DATASET RECORDS
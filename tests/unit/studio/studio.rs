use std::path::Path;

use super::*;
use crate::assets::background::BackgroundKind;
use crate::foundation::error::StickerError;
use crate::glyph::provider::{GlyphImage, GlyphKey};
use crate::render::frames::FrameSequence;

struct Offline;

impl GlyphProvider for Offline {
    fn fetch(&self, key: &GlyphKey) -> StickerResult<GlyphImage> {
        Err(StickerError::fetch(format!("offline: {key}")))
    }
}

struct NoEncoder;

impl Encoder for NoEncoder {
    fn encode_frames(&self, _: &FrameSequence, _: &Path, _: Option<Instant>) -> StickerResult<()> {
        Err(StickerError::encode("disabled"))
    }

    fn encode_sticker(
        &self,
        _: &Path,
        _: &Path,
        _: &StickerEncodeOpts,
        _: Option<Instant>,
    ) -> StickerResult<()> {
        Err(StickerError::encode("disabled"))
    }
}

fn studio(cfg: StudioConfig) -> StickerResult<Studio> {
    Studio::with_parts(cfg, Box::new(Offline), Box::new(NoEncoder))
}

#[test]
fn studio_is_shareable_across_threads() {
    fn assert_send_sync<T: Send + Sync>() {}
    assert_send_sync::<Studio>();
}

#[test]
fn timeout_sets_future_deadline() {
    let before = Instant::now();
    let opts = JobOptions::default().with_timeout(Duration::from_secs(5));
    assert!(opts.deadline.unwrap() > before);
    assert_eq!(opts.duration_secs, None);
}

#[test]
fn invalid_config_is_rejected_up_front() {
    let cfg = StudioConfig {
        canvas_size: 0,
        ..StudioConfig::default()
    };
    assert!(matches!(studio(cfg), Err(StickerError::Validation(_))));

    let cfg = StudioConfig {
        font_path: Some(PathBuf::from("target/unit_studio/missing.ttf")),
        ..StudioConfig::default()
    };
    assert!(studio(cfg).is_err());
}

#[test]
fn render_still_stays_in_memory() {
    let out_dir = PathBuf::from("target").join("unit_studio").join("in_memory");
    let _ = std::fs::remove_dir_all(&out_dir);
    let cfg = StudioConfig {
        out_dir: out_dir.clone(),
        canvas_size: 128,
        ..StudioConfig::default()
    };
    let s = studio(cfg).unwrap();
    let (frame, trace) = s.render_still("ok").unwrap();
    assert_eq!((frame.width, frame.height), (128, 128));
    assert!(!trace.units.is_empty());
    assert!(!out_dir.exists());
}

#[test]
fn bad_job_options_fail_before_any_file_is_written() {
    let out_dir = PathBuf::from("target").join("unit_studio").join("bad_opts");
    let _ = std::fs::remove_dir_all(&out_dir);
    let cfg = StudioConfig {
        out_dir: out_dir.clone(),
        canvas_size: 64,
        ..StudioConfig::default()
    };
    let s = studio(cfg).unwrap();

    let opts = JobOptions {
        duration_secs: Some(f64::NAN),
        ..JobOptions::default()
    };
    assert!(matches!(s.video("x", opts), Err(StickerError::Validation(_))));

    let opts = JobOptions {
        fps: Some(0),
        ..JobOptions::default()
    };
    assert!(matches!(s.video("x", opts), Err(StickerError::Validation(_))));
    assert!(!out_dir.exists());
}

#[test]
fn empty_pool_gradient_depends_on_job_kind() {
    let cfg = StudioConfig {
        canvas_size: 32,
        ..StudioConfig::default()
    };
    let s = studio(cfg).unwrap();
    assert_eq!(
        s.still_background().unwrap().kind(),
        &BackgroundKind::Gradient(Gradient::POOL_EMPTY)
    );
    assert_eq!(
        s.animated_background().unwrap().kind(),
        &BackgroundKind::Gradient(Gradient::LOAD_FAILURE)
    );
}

* * *

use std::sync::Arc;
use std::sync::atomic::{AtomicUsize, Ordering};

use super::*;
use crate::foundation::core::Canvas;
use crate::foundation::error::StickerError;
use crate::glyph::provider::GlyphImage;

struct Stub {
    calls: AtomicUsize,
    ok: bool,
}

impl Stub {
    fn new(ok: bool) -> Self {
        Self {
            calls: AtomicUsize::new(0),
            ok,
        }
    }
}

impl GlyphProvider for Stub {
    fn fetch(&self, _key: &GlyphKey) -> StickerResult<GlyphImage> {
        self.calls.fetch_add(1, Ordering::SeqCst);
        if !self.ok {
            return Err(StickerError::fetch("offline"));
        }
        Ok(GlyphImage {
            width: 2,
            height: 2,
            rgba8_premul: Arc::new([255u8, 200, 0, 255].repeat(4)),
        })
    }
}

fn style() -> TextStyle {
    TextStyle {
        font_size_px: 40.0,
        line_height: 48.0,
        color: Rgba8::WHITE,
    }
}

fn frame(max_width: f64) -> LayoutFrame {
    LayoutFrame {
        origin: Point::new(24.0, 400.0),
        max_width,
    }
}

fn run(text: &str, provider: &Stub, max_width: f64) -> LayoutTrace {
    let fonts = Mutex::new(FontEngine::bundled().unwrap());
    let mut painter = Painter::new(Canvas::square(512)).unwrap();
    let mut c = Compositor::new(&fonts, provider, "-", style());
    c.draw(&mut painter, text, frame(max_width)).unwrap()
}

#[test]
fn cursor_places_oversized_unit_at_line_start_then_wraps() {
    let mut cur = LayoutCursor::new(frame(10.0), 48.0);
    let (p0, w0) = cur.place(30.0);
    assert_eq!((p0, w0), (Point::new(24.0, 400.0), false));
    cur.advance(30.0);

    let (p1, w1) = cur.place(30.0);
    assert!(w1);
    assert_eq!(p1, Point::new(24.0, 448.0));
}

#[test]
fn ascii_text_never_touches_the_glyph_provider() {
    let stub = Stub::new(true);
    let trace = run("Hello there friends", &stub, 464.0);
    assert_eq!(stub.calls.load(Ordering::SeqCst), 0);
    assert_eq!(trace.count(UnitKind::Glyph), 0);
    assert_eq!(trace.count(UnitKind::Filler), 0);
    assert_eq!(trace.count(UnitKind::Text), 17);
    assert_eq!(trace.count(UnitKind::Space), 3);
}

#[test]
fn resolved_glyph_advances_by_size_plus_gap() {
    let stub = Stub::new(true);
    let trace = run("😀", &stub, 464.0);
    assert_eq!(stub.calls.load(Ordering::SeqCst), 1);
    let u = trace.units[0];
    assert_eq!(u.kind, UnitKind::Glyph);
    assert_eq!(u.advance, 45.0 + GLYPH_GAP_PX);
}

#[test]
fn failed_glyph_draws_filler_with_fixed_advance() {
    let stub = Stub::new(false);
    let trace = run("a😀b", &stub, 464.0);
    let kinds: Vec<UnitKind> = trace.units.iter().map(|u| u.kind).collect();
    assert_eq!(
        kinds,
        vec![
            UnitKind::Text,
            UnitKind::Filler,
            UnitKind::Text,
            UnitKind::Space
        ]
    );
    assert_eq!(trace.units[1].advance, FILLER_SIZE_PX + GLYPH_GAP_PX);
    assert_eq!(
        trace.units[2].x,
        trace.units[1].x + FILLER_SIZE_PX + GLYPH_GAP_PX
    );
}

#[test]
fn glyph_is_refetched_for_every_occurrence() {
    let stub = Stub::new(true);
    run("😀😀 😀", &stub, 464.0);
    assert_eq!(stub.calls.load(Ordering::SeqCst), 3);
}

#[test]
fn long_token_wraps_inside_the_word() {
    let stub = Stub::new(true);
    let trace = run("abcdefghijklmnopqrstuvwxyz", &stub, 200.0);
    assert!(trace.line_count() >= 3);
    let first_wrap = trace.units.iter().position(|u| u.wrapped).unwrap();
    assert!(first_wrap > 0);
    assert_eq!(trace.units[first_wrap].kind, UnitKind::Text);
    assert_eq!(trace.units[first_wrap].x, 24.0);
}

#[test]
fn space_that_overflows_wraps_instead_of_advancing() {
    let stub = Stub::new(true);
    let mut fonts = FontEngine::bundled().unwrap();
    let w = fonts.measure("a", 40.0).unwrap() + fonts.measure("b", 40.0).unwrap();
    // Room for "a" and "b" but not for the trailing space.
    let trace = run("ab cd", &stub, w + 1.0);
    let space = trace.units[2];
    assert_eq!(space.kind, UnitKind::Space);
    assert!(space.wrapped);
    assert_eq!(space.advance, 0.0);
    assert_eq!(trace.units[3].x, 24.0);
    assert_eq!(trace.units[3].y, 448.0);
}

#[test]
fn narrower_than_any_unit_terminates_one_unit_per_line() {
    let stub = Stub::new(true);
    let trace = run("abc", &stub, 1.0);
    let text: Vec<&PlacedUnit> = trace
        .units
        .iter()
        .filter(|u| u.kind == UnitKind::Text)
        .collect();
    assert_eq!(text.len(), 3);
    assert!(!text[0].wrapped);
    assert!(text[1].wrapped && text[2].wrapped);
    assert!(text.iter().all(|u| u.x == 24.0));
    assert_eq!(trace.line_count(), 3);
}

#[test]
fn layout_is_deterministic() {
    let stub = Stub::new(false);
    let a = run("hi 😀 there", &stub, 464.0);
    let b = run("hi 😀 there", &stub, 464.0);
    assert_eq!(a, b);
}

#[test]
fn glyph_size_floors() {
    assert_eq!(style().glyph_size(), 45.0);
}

AIM OF THE EXERCISE
Among the records above, extract exactly the lines from the line with "assert_eq!(trace.count(UnitKind::Filler), 0);" to the line with "let u = trace.units[0];", both lines included, and leave out the rest.

ANSWER BOX
    assert_eq!(trace.count(UnitKind::Filler), 0);
    assert_eq!(trace.count(UnitKind::Text), 17);
    assert_eq!(trace.count(UnitKind::Space), 3);
}

#[test]
fn resolved_glyph_advances_by_size_plus_gap() {
    let stub = Stub::new(true);
    let trace = run("😀", &stub, 464.0);
    assert_eq!(stub.calls.load(Ordering::SeqCst), 1);
    let u = trace.units[0];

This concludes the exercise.